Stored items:
use std::collections::HashSet;
use std::str::FromStr;
use std::sync::Mutex;

use async_trait::async_trait;
use bigdecimal::BigDecimal;

use crate::domain::cart::{CartLine, Product, UserId};
use crate::domain::errors::DomainError;
use crate::domain::order::{
    Invoice, InvoiceDetail, InvoiceDetailView, InvoiceView, NewInvoice, NewInvoiceDetail,
    NewReconciliation, Reconciliation, SellerOrder, SellerOrderStatus, SellerOrderView,
};
use crate::domain::ports::{CartRepository, OrderRepository};

pub fn dec(s: &str) -> BigDecimal {
    BigDecimal::from_str(s).expect("valid decimal")
}

#[derive(Default)]
struct State {
    next_id: i64,
    writes: usize,
    fail_on: HashSet<&'static str>,
    users: Vec<(UserId, String)>,
    products: Vec<Product>,
    cart: Vec<CartLine>,
    invoices: Vec<Invoice>,
    details: Vec<InvoiceDetail>,
    seller_orders: Vec<SellerOrder>,
    reconciliations: Vec<(Reconciliation, bool)>,
}

impl State {
    fn id(&mut self) -> i64 {
        self.next_id += 1;
        self.next_id
    }

    fn check(&self, op: &'static str) -> Result<(), DomainError> {
        if self.fail_on.contains(op) {
            return Err(DomainError::Store(format!("{} failed", op)));
        }
        Ok(())
    }

    fn write(&mut self, op: &'static str) -> Result<(), DomainError> {
        self.check(op)?;
        self.writes += 1;
        Ok(())
    }
}

/// Store double backing both repository ports.
#[derive(Default)]
pub struct InMemoryStore {
    state: Mutex<State>,
}

impl InMemoryStore {
    fn state(&self) -> std::sync::MutexGuard<'_, State> {
        self.state.lock().expect("store lock poisoned")
    }

    pub fn add_user(&self, id: UserId, auth_id: &str) {
        self.state().users.push((id, auth_id.to_string()));
    }

    pub fn add_product(&self, id: i64, name: &str, price: &str) {
        self.state().products.push(Product {
            id,
            name: name.to_string(),
            price: dec(price),
        });
    }

    /// Seeds one cart row per entry without counting as a write.
    pub fn fill_cart(&self, user_id: UserId, product_ids: &[i64]) {
        let mut state = self.state();
        for &product_id in product_ids {
            let id = state.id();
            state.cart.push(CartLine {
                id,
                product_id,
                user_id,
            });
        }
    }

    pub fn fail_on(&self, op: &'static str) {
        self.state().fail_on.insert(op);
    }

    pub fn write_count(&self) -> usize {
        self.state().writes
    }

    pub fn cart_len(&self, user_id: UserId) -> usize {
        self.state()
            .cart
            .iter()
            .filter(|l| l.user_id == user_id)
            .count()
    }

    pub fn invoices(&self) -> Vec<Invoice> {
        self.state().invoices.clone()
    }

    pub fn details_for(&self, invoice_id: i64) -> Vec<InvoiceDetail> {
        self.state()
            .details
            .iter()
            .filter(|d| d.invoice_id == invoice_id)
            .cloned()
            .collect()
    }

    pub fn seller_orders(&self) -> Vec<SellerOrder> {
        self.state().seller_orders.clone()
    }

    pub fn pending_reconciliations(&self) -> usize {
        self.state()
            .reconciliations
            .iter()
            .filter(|(_, resolved)| !resolved)
            .count()
    }
}

#[async_trait]
impl CartRepository for InMemoryStore {
    async fn find_user_id_by_auth_id(&self, auth_id: &str) -> Result<Option<UserId>, DomainError> {
        let state = self.state();
        state.check("find_user_id_by_auth_id")?;
        Ok(state
            .users
            .iter()
            .find(|(_, a)| a == auth_id)
            .map(|(id, _)| *id))
    }

    async fn find_cart_lines_by_user(&self, user_id: UserId) -> Result<Vec<CartLine>, DomainError> {
        let state = self.state();
        state.check("find_cart_lines_by_user")?;
        Ok(state
            .cart
            .iter()
            .filter(|l| l.user_id == user_id)
            .cloned()
            .collect())
    }

    async fn find_products_by_ids(&self, ids: &[i64]) -> Result<Vec<Product>, DomainError> {
        let state = self.state();
        state.check("find_products_by_ids")?;
        Ok(state
            .products
            .iter()
            .filter(|p| ids.contains(&p.id))
            .cloned()
            .collect())
    }

    async fn insert_cart_line(
        &self,
        user_id: UserId,
        product_id: i64,
    ) -> Result<CartLine, DomainError> {
        let mut state = self.state();
        state.write("insert_cart_line")?;
        let line = CartLine {
            id: state.id(),
            product_id,
            user_id,
        };
        state.cart.push(line.clone());
        Ok(line)
    }

    async fn delete_cart_line(&self, cart_line_id: i64) -> Result<(), DomainError> {
        let mut state = self.state();
        state.write("delete_cart_line")?;
        state.cart.retain(|l| l.id != cart_line_id);
        Ok(())
    }

    async fn clear_cart(&self, user_id: UserId) -> Result<(), DomainError> {
        let mut state = self.state();
        state.write("clear_cart")?;
        state.cart.retain(|l| l.user_id != user_id);
        Ok(())
    }
}

#[async_trait]
impl OrderRepository for InMemoryStore {
    async fn insert_invoice(&self, invoice: NewInvoice) -> Result<Invoice, DomainError> {
        let mut state = self.state();
        state.write("insert_invoice")?;
        let row = Invoice {
            id: state.id(),
            user_id: invoice.user_id,
            total: invoice.total,
            invoice_number: invoice.invoice_number,
            issued_at: invoice.issued_at,
        };
        state.invoices.push(row.clone());
        Ok(row)
    }

    async fn insert_invoice_details(
        &self,
        details: &[NewInvoiceDetail],
    ) -> Result<Vec<InvoiceDetail>, DomainError> {
        let mut state = self.state();
        state.write("insert_invoice_details")?;
        let mut rows = Vec::with_capacity(details.len());
        for d in details {
            let row = InvoiceDetail {
                id: state.id(),
                invoice_id: d.invoice_id,
                product_id: d.product_id,
            };
            state.details.push(row.clone());
            rows.push(row);
        }
        Ok(rows)
    }

    async fn insert_seller_order(
        &self,
        invoice_id: i64,
        status: SellerOrderStatus,
    ) -> Result<SellerOrder, DomainError> {
        let mut state = self.state();
        state.write("insert_seller_order")?;
        let row = SellerOrder {
            id: state.id(),
            invoice_id,
            status,
        };
        state.seller_orders.push(row.clone());
        Ok(row)
    }

    async fn update_seller_order_status(
        &self,
        order_id: i64,
        status: SellerOrderStatus,
    ) -> Result<Option<SellerOrder>, DomainError> {
        let mut state = self.state();
        state.write("update_seller_order_status")?;
        Ok(state
            .seller_orders
            .iter_mut()
            .find(|o| o.id == order_id)
            .map(|o| {
                o.status = status;
                o.clone()
            }))
    }

    async fn list_seller_orders(&self) -> Result<Vec<SellerOrderView>, DomainError> {
        let state = self.state();
        state.check("list_seller_orders")?;
        Ok(state
            .seller_orders
            .iter()
            .map(|o| SellerOrderView {
                order: o.clone(),
                invoice: state.invoices.iter().find(|i| i.id == o.invoice_id).cloned(),
                customer: None,
                details: state
                    .details
                    .iter()
                    .filter(|d| d.invoice_id == o.invoice_id)
                    .map(|d| InvoiceDetailView {
                        id: d.id,
                        product_id: d.product_id,
                        product: state.products.iter().find(|p| p.id == d.product_id).cloned(),
                    })
                    .collect(),
            })
            .collect())
    }

    async fn find_invoice_by_id(&self, id: i64) -> Result<Option<InvoiceView>, DomainError> {
        let state = self.state();
        state.check("find_invoice_by_id")?;
        Ok(state
            .invoices
            .iter()
            .find(|i| i.id == id)
            .map(|invoice| InvoiceView {
                invoice: invoice.clone(),
                details: state
                    .details
                    .iter()
                    .filter(|d| d.invoice_id == id)
                    .cloned()
                    .collect(),
            }))
    }

    async fn find_invoices_by_number(&self, fragment: &str) -> Result<Vec<Invoice>, DomainError> {
        let state = self.state();
        state.check("find_invoices_by_number")?;
        let needle = fragment.to_lowercase();
        Ok(state
            .invoices
            .iter()
            .filter(|i| i.invoice_number.to_lowercase().contains(&needle))
            .cloned()
            .collect())
    }

    async fn insert_reconciliation(
        &self,
        record: NewReconciliation,
    ) -> Result<Reconciliation, DomainError> {
        let mut state = self.state();
        state.write("insert_reconciliation")?;
        let row = Reconciliation {
            id: state.id(),
            provider_order_id: record.provider_order_id,
        };
        state.reconciliations.push((row.clone(), false));
        Ok(row)
    }

    async fn resolve_reconciliation(
        &self,
        id: i64,
        _invoice_number: &str,
    ) -> Result<(), DomainError> {
        let mut state = self.state();
        state.write("resolve_reconciliation")?;
        if let Some((_, resolved)) = state.reconciliations.iter_mut().find(|(r, _)| r.id == id) {
            *resolved = true;
        }
        Ok(())
    }
}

Task statement ->
All that is wanted is the number of lines in the records that include the string "InMemoryStore".

Exercise output ->
4